§ **TASK OBJECTIVE**
The listing below should be written out exactly; please include all of it.

§ **INFORMATION SUPPLIED**
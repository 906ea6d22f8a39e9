use std::path::PathBuf;
use std::time::Duration;

use crate::sandbox::types::{ProviderKind, ProviderSettings};

/// Server configuration loaded from environment variables.
#[derive(Debug, Clone)]
pub struct Config {
    pub port: u16,
    pub sentry_dsn: Option<String>,
    pub environment: String,
    pub sandbox: SandboxRuntimeConfig,
    pub provider: ProviderSettings,
    /// Problems found while reading the environment, logged once tracing is up.
    pub warnings: Vec<String>,
}

/// Which execution backend sessions are created on.
#[derive(Debug, Clone, PartialEq)]
pub enum SandboxRuntimeConfig {
    Http {
        api_url: String,
        api_key: Option<String>,
    },
    Local {
        root_dir: PathBuf,
    },
}

impl SandboxRuntimeConfig {
    pub fn kind(&self) -> ProviderKind {
        match self {
            SandboxRuntimeConfig::Http { .. } => ProviderKind::Http,
            SandboxRuntimeConfig::Local { .. } => ProviderKind::Local,
        }
    }
}

impl Config {
    pub fn from_env() -> Self {
        Self::from_lookup(|key| std::env::var(key).ok())
    }

    /// Build a Config from a variable lookup (as it would come from env vars).
    /// Used directly in tests to avoid mutating process-global environment.
    pub fn from_lookup<F>(lookup: F) -> Self
    where
        F: Fn(&str) -> Option<String>,
    {
        let get = |key: &str| lookup(key).filter(|v| !v.trim().is_empty());

        let port = get("PORT").and_then(|v| v.parse().ok()).unwrap_or(8081);
        let sentry_dsn = get("SENTRY_DSN");
        let environment = get("ENVIRONMENT").unwrap_or_else(|| "local".to_string());

        let api_url = get("SANDBOX_API_URL");
        let api_key = get("SANDBOX_API_KEY");
        let local_root = get("LOCAL_SANDBOX_ROOT")
            .map(PathBuf::from)
            .unwrap_or_else(|| std::env::temp_dir().join("sitecraft-sandboxes"));

        let mut warnings = Vec::new();
        let sandbox = match (get("SANDBOX_PROVIDER").as_deref(), api_url) {
            (Some("local"), _) | (None, None) => SandboxRuntimeConfig::Local {
                root_dir: local_root,
            },
            (Some("http"), None) => {
                warnings.push("SANDBOX_PROVIDER=http without SANDBOX_API_URL, falling back to local sandboxes".to_string());
                SandboxRuntimeConfig::Local {
                    root_dir: local_root,
                }
            }
            (Some(other), Some(api_url)) if other != "http" => {
                warnings.push(format!("unknown SANDBOX_PROVIDER {other:?}, using http"));
                SandboxRuntimeConfig::Http { api_url, api_key }
            }
            (Some(other), None) => {
                warnings.push(format!("unknown SANDBOX_PROVIDER {other:?}, using local"));
                SandboxRuntimeConfig::Local {
                    root_dir: local_root,
                }
            }
            (_, Some(api_url)) => SandboxRuntimeConfig::Http { api_url, api_key },
        };

        let defaults = ProviderSettings::default();
        let millis = |key: &str, fallback: Duration| {
            get(key)
                .and_then(|v| v.parse::<u64>().ok())
                .map(Duration::from_millis)
                .unwrap_or(fallback)
        };

        let provider = ProviderSettings {
            working_directory: get("SANDBOX_WORKDIR").unwrap_or(defaults.working_directory),
            command_timeout: millis("SANDBOX_TIMEOUT_MS", defaults.command_timeout),
            install_timeout: millis("SANDBOX_INSTALL_TIMEOUT_MS", defaults.install_timeout),
            dev_server_port: get("DEV_SERVER_PORT")
                .and_then(|v| v.parse().ok())
                .unwrap_or(defaults.dev_server_port),
            preview_host_suffix: get("PREVIEW_HOST_SUFFIX").unwrap_or(defaults.preview_host_suffix),
            template_dir: get("SANDBOX_TEMPLATE_DIR"),
            restart_after_install: get("RESTART_AFTER_INSTALL")
                .map(|v| !matches!(v.to_ascii_lowercase().as_str(), "0" | "false" | "no" | "off"))
                .unwrap_or(defaults.restart_after_install),
            dev_server_settle: defaults.dev_server_settle,
        };

        Config {
            port,
            sentry_dsn,
            environment,
            sandbox,
            provider,
            warnings,
        }
    }

    pub fn log_warnings(&self) {
        for warning in &self.warnings {
            tracing::warn!("{warning}");
        }
    }
}

#[cfg(test)]
mod tests {
    use super::*;
    use std::collections::HashMap;

    fn config(vars: &[(&str, &str)]) -> Config {
        let map: HashMap<String, String> = vars
            .iter()
            .map(|(k, v)| (k.to_string(), v.to_string()))
            .collect();
        Config::from_lookup(|key| map.get(key).cloned())
    }

    #[test]
    fn test_config_invalid_port_uses_default() {
        assert_eq!(config(&[("PORT", "not-a-number")]).port, 8081);
    }

    #[test]
    fn test_config_valid_port() {
        assert_eq!(config(&[("PORT", "3000")]).port, 3000);
    }

    #[test]
    fn test_config_empty_sentry_dsn_is_none() {
        assert!(config(&[("SENTRY_DSN", "")]).sentry_dsn.is_none());
    }

    #[test]
    fn test_config_default_environment() {
        assert_eq!(config(&[]).environment, "local");
    }

    #[test]
    fn test_config_defaults_to_local_sandboxes() {
        let cfg = config(&[]);
        assert_eq!(
            cfg.sandbox,
            SandboxRuntimeConfig::Local {
                root_dir: std::env::temp_dir().join("sitecraft-sandboxes")
            }
        );
        assert_eq!(cfg.provider.command_timeout, Duration::from_secs(30));
        assert_eq!(cfg.provider.install_timeout, Duration::from_secs(300));
        assert!(cfg.provider.restart_after_install);
    }

    #[test]
    fn test_config_api_url_selects_http() {
        let cfg = config(&[
            ("SANDBOX_API_URL", "https://exec.example.com"),
            ("SANDBOX_API_KEY", "sk-1"),
        ]);
        assert_eq!(
            cfg.sandbox,
            SandboxRuntimeConfig::Http {
                api_url: "https://exec.example.com".into(),
                api_key: Some("sk-1".into()),
            }
        );
        assert_eq!(cfg.sandbox.kind(), ProviderKind::Http);
    }

    #[test]
    fn test_config_explicit_local_wins_over_api_url() {
        let cfg = config(&[
            ("SANDBOX_PROVIDER", "local"),
            ("SANDBOX_API_URL", "https://exec.example.com"),
        ]);
        assert_eq!(cfg.sandbox.kind(), ProviderKind::Local);
    }

    #[test]
    fn test_config_http_without_url_falls_back() {
        let cfg = config(&[("SANDBOX_PROVIDER", "http")]);
        assert_eq!(cfg.sandbox.kind(), ProviderKind::Local);
        assert_eq!(cfg.warnings.len(), 1);
        assert!(cfg.warnings[0].contains("SANDBOX_API_URL"));
    }

    #[test]
    fn test_config_unknown_provider_is_reported() {
        let cfg = config(&[("SANDBOX_PROVIDER", "docker")]);
        assert_eq!(cfg.sandbox.kind(), ProviderKind::Local);
        assert_eq!(cfg.warnings, vec!["unknown SANDBOX_PROVIDER \"docker\", using local"]);
        assert!(config(&[]).warnings.is_empty());
    }

    #[test]
    fn test_config_timeouts_and_flags() {
        let cfg = config(&[
            ("SANDBOX_TIMEOUT_MS", "1500"),
            ("SANDBOX_INSTALL_TIMEOUT_MS", "60000"),
            ("DEV_SERVER_PORT", "3000"),
            ("RESTART_AFTER_INSTALL", "false"),
            ("SANDBOX_TEMPLATE_DIR", "/opt/template"),
        ]);
        assert_eq!(cfg.provider.command_timeout, Duration::from_millis(1500));
        assert_eq!(cfg.provider.install_timeout, Duration::from_secs(60));
        assert_eq!(cfg.provider.dev_server_port, 3000);
        assert!(!cfg.provider.restart_after_install);
        assert_eq!(cfg.provider.template_dir.as_deref(), Some("/opt/template"));
    }
}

§ **REPLY TO THE EXERCISE**
repository 906ea6d22f8a39e9
use std::path::PathBuf;
use std::time::Duration;

use crate::sandbox::types::{ProviderKind, ProviderSettings};

/// Server configuration loaded from environment variables.
#[derive(Debug, Clone)]
pub struct Config {
    pub port: u16,
    pub sentry_dsn: Option<String>,
    pub environment: String,
    pub sandbox: SandboxRuntimeConfig,
    pub provider: ProviderSettings,
    /// Problems found while reading the environment, logged once tracing is up.
    pub warnings: Vec<String>,
}

/// Which execution backend sessions are created on.
#[derive(Debug, Clone, PartialEq)]
pub enum SandboxRuntimeConfig {
    Http {
        api_url: String,
        api_key: Option<String>,
    },
    Local {
        root_dir: PathBuf,
    },
}

impl SandboxRuntimeConfig {
    pub fn kind(&self) -> ProviderKind {
        match self {
            SandboxRuntimeConfig::Http { .. } => ProviderKind::Http,
            SandboxRuntimeConfig::Local { .. } => ProviderKind::Local,
        }
    }
}

impl Config {
    pub fn from_env() -> Self {
        Self::from_lookup(|key| std::env::var(key).ok())
    }

    /// Build a Config from a variable lookup (as it would come from env vars).
    /// Used directly in tests to avoid mutating process-global environment.
    pub fn from_lookup<F>(lookup: F) -> Self
    where
        F: Fn(&str) -> Option<String>,
    {
        let get = |key: &str| lookup(key).filter(|v| !v.trim().is_empty());

        let port = get("PORT").and_then(|v| v.parse().ok()).unwrap_or(8081);
        let sentry_dsn = get("SENTRY_DSN");
        let environment = get("ENVIRONMENT").unwrap_or_else(|| "local".to_string());

        let api_url = get("SANDBOX_API_URL");
        let api_key = get("SANDBOX_API_KEY");
        let local_root = get("LOCAL_SANDBOX_ROOT")
            .map(PathBuf::from)
            .unwrap_or_else(|| std::env::temp_dir().join("sitecraft-sandboxes"));

        let mut warnings = Vec::new();
        let sandbox = match (get("SANDBOX_PROVIDER").as_deref(), api_url) {
            (Some("local"), _) | (None, None) => SandboxRuntimeConfig::Local {
                root_dir: local_root,
            },
            (Some("http"), None) => {
                warnings.push("SANDBOX_PROVIDER=http without SANDBOX_API_URL, falling back to local sandboxes".to_string());
                SandboxRuntimeConfig::Local {
                    root_dir: local_root,
                }
            }
            (Some(other), Some(api_url)) if other != "http" => {
                warnings.push(format!("unknown SANDBOX_PROVIDER {other:?}, using http"));
                SandboxRuntimeConfig::Http { api_url, api_key }
            }
            (Some(other), None) => {
                warnings.push(format!("unknown SANDBOX_PROVIDER {other:?}, using local"));
                SandboxRuntimeConfig::Local {
                    root_dir: local_root,
                }
            }
            (_, Some(api_url)) => SandboxRuntimeConfig::Http { api_url, api_key },
        };

        let defaults = ProviderSettings::default();
        let millis = |key: &str, fallback: Duration| {
            get(key)
                .and_then(|v| v.parse::<u64>().ok())
                .map(Duration::from_millis)
                .unwrap_or(fallback)
        };

        let provider = ProviderSettings {
            working_directory: get("SANDBOX_WORKDIR").unwrap_or(defaults.working_directory),
            command_timeout: millis("SANDBOX_TIMEOUT_MS", defaults.command_timeout),
            install_timeout: millis("SANDBOX_INSTALL_TIMEOUT_MS", defaults.install_timeout),
            dev_server_port: get("DEV_SERVER_PORT")
                .and_then(|v| v.parse().ok())
                .unwrap_or(defaults.dev_server_port),
            preview_host_suffix: get("PREVIEW_HOST_SUFFIX").unwrap_or(defaults.preview_host_suffix),
            template_dir: get("SANDBOX_TEMPLATE_DIR"),
            restart_after_install: get("RESTART_AFTER_INSTALL")
                .map(|v| !matches!(v.to_ascii_lowercase().as_str(), "0" | "false" | "no" | "off"))
                .unwrap_or(defaults.restart_after_install),
            dev_server_settle: defaults.dev_server_settle,
        };

        Config {
            port,
            sentry_dsn,
            environment,
            sandbox,
            provider,
            warnings,
        }
    }

    pub fn log_warnings(&self) {
        for warning in &self.warnings {
            tracing::warn!("{warning}");
        }
    }
}

#[cfg(test)]
mod tests {
    use super::*;
    use std::collections::HashMap;

    fn config(vars: &[(&str, &str)]) -> Config {
        let map: HashMap<String, String> = vars
            .iter()
            .map(|(k, v)| (k.to_string(), v.to_string()))
            .collect();
        Config::from_lookup(|key| map.get(key).cloned())
    }

    #[test]
    fn test_config_invalid_port_uses_default() {
        assert_eq!(config(&[("PORT", "not-a-number")]).port, 8081);
    }

    #[test]
    fn test_config_valid_port() {
        assert_eq!(config(&[("PORT", "3000")]).port, 3000);
    }

    #[test]
    fn test_config_empty_sentry_dsn_is_none() {
        assert!(config(&[("SENTRY_DSN", "")]).sentry_dsn.is_none());
    }

    #[test]
    fn test_config_default_environment() {
        assert_eq!(config(&[]).environment, "local");
    }

    #[test]
    fn test_config_defaults_to_local_sandboxes() {
        let cfg = config(&[]);
        assert_eq!(
            cfg.sandbox,
            SandboxRuntimeConfig::Local {
                root_dir: std::env::temp_dir().join("sitecraft-sandboxes")
            }
        );
        assert_eq!(cfg.provider.command_timeout, Duration::from_secs(30));
        assert_eq!(cfg.provider.install_timeout, Duration::from_secs(300));
        assert!(cfg.provider.restart_after_install);
    }

    #[test]
    fn test_config_api_url_selects_http() {
        let cfg = config(&[
            ("SANDBOX_API_URL", "https://exec.example.com"),
            ("SANDBOX_API_KEY", "sk-1"),
        ]);
        assert_eq!(
            cfg.sandbox,
            SandboxRuntimeConfig::Http {
                api_url: "https://exec.example.com".into(),
                api_key: Some("sk-1".into()),
            }
        );
        assert_eq!(cfg.sandbox.kind(), ProviderKind::Http);
    }

    #[test]
    fn test_config_explicit_local_wins_over_api_url() {
        let cfg = config(&[
            ("SANDBOX_PROVIDER", "local"),
            ("SANDBOX_API_URL", "https://exec.example.com"),
        ]);
        assert_eq!(cfg.sandbox.kind(), ProviderKind::Local);
    }

    #[test]
    fn test_config_http_without_url_falls_back() {
        let cfg = config(&[("SANDBOX_PROVIDER", "http")]);
        assert_eq!(cfg.sandbox.kind(), ProviderKind::Local);
        assert_eq!(cfg.warnings.len(), 1);
        assert!(cfg.warnings[0].contains("SANDBOX_API_URL"));
    }

    #[test]
    fn test_config_unknown_provider_is_reported() {
        let cfg = config(&[("SANDBOX_PROVIDER", "docker")]);
        assert_eq!(cfg.sandbox.kind(), ProviderKind::Local);
        assert_eq!(cfg.warnings, vec!["unknown SANDBOX_PROVIDER \"docker\", using local"]);
        assert!(config(&[]).warnings.is_empty());
    }

    #[test]
    fn test_config_timeouts_and_flags() {
        let cfg = config(&[
            ("SANDBOX_TIMEOUT_MS", "1500"),
            ("SANDBOX_INSTALL_TIMEOUT_MS", "60000"),
            ("DEV_SERVER_PORT", "3000"),
            ("RESTART_AFTER_INSTALL", "false"),
            ("SANDBOX_TEMPLATE_DIR", "/opt/template"),
        ]);
        assert_eq!(cfg.provider.command_timeout, Duration::from_millis(1500));
        assert_eq!(cfg.provider.install_timeout, Duration::from_secs(60));
        assert_eq!(cfg.provider.dev_server_port, 3000);
        assert!(!cfg.provider.restart_after_install);
        assert_eq!(cfg.provider.template_dir.as_deref(), Some("/opt/template"));
    }
}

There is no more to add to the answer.